-- DATA FOR THIS TASK --
__________________________________________________
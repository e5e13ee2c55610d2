// ABOUTME: Library root for call-replicator
// ABOUTME: Replicates call-center records from a tunneled MySQL source into PostgreSQL

pub mod checkpoint;
pub mod commands;
pub mod config;
pub mod destination;
pub mod export;
pub mod extract;
pub mod load;
pub mod model;
pub mod postgres;
pub mod scheduler;
pub mod source;
pub mod transform;
pub mod tunnel;
pub mod utils;
pub mod watermark;

pub use config::{LoadMode, ReplicatorArgs, ReplicatorConfig};
pub use model::{NormalizedCallRecord, RawCallRecord, Watermark};
pub use scheduler::{replicate, CycleStats, SyncScheduler};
__________________________________________________
-- TASK STATEMENT --
Using the records above, gather all lines where the string "config" is present.

-- EXERCISE RESULT --
pub mod config;
pub use config::{LoadMode, ReplicatorArgs, ReplicatorConfig};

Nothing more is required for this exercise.